### Task
Wherever a line in the records below contains "failed", copy that line.

(Collected data)
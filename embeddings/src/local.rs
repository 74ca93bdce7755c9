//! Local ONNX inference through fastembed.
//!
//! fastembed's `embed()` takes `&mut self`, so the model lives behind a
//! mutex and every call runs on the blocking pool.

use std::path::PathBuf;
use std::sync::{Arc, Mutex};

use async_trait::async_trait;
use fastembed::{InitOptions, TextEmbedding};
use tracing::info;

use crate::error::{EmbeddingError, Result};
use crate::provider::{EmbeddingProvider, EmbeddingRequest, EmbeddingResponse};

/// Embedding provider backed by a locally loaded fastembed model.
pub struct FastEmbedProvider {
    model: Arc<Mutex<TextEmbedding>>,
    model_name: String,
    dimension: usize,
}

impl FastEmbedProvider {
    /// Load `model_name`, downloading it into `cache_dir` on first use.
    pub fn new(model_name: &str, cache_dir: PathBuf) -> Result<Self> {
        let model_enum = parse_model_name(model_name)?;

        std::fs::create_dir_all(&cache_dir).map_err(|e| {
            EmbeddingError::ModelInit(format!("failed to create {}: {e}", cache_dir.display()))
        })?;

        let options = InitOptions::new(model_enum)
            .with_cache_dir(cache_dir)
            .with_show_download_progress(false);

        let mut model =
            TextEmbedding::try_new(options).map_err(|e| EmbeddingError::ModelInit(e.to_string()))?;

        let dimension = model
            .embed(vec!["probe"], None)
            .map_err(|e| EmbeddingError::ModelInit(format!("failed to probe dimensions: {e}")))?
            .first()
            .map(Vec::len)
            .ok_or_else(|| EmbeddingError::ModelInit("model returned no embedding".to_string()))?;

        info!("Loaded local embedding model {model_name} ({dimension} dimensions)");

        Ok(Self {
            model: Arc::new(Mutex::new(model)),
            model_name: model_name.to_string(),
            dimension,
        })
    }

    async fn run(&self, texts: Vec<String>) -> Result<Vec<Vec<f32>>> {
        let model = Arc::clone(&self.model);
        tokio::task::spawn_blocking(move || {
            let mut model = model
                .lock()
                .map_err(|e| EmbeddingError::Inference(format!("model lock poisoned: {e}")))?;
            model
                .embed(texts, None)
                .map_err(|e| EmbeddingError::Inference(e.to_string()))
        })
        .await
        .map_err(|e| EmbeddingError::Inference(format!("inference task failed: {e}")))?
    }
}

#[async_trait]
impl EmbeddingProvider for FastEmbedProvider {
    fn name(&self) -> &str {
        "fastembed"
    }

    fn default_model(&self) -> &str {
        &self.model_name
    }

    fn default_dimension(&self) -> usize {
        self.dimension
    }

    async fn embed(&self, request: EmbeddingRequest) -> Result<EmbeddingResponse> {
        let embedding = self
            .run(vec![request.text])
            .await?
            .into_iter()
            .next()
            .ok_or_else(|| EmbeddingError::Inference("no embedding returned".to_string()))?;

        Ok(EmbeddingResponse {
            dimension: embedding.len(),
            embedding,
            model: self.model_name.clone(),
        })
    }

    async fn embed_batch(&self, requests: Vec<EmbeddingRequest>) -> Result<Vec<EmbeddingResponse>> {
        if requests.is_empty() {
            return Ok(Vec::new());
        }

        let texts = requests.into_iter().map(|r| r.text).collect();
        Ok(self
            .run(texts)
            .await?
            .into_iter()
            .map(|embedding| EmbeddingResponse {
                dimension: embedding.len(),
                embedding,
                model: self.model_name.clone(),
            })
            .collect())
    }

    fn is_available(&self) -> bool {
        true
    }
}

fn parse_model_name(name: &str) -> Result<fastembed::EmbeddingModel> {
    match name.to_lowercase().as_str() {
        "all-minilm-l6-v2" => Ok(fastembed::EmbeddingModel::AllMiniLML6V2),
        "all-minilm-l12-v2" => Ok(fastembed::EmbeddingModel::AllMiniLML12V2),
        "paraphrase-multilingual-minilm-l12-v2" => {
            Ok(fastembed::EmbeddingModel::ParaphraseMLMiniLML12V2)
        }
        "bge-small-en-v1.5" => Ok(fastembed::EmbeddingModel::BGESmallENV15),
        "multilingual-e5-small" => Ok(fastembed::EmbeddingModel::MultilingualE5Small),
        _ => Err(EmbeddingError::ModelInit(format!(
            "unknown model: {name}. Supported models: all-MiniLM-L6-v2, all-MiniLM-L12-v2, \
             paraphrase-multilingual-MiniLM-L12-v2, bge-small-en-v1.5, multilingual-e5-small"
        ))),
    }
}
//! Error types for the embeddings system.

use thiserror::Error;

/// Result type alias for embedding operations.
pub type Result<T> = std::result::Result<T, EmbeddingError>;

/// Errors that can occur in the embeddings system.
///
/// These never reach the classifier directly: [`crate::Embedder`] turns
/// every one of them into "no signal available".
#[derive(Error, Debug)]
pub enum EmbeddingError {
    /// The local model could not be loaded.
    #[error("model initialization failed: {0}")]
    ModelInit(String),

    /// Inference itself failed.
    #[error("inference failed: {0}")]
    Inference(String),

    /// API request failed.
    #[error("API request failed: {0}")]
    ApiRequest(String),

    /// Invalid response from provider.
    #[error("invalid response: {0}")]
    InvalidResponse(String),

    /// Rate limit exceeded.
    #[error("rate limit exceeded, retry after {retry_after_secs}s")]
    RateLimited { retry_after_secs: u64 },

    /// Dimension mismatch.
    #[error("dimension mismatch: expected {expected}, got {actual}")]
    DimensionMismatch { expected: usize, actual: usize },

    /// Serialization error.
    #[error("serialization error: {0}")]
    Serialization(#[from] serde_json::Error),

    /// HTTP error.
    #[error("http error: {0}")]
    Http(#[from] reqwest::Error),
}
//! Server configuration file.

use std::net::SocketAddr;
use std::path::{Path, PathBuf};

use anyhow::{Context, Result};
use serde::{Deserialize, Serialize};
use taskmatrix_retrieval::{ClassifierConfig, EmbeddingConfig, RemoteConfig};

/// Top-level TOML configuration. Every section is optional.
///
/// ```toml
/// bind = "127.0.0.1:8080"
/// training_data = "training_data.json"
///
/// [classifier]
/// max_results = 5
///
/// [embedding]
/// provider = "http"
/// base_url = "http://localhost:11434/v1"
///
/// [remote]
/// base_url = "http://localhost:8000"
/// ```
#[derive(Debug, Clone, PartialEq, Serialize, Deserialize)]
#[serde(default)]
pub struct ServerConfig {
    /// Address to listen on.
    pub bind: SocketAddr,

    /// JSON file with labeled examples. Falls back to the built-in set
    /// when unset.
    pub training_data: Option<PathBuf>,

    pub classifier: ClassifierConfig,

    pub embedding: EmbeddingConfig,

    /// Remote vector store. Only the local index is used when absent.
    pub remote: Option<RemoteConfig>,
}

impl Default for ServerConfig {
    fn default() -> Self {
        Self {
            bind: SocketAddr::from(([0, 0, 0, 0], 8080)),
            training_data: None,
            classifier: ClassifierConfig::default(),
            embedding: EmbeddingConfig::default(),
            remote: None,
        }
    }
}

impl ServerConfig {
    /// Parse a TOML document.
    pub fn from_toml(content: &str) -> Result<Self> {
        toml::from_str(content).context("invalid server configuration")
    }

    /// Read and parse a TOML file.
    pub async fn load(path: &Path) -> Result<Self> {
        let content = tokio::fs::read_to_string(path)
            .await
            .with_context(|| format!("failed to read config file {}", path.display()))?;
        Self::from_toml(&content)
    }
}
==
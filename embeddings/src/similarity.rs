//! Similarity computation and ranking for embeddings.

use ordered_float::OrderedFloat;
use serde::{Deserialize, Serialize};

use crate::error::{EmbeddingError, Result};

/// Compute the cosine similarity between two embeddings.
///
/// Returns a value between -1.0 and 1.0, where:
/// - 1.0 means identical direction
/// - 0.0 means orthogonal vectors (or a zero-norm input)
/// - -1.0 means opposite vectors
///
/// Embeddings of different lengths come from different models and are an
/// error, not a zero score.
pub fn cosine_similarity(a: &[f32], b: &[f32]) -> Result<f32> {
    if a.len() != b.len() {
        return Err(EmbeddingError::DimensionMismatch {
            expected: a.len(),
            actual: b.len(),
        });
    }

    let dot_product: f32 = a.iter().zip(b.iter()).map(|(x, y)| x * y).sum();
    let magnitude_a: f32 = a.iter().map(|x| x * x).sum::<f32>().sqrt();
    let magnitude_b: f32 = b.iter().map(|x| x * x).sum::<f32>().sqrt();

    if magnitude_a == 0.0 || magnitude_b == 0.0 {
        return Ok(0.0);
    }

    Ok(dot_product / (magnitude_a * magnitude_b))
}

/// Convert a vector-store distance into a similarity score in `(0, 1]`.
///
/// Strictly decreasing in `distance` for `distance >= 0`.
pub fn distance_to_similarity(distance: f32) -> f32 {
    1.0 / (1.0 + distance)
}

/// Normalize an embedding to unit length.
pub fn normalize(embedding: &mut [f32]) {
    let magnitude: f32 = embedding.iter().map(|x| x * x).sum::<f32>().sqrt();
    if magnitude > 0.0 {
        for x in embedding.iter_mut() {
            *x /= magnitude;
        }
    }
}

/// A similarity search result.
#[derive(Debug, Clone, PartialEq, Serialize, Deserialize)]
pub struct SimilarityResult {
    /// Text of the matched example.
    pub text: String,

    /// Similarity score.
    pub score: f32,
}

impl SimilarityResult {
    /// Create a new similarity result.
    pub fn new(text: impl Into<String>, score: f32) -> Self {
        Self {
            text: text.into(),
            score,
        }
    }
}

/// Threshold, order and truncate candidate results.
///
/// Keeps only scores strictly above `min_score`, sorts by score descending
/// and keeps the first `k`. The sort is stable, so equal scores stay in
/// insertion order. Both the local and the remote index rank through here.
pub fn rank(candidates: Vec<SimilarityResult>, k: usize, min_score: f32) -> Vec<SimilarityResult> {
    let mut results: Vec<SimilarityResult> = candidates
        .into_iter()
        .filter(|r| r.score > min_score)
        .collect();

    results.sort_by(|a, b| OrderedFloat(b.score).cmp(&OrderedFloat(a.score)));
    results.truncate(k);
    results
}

### Written answer
            EmbeddingError::ModelInit(format!("failed to create {}: {e}", cache_dir.display()))
            .map_err(|e| EmbeddingError::ModelInit(format!("failed to probe dimensions: {e}")))?
        .map_err(|e| EmbeddingError::Inference(format!("inference task failed: {e}")))?
    #[error("model initialization failed: {0}")]
    /// Inference itself failed.
    #[error("inference failed: {0}")]
    /// API request failed.
    #[error("API request failed: {0}")]
            .with_context(|| format!("failed to read config file {}", path.display()))?;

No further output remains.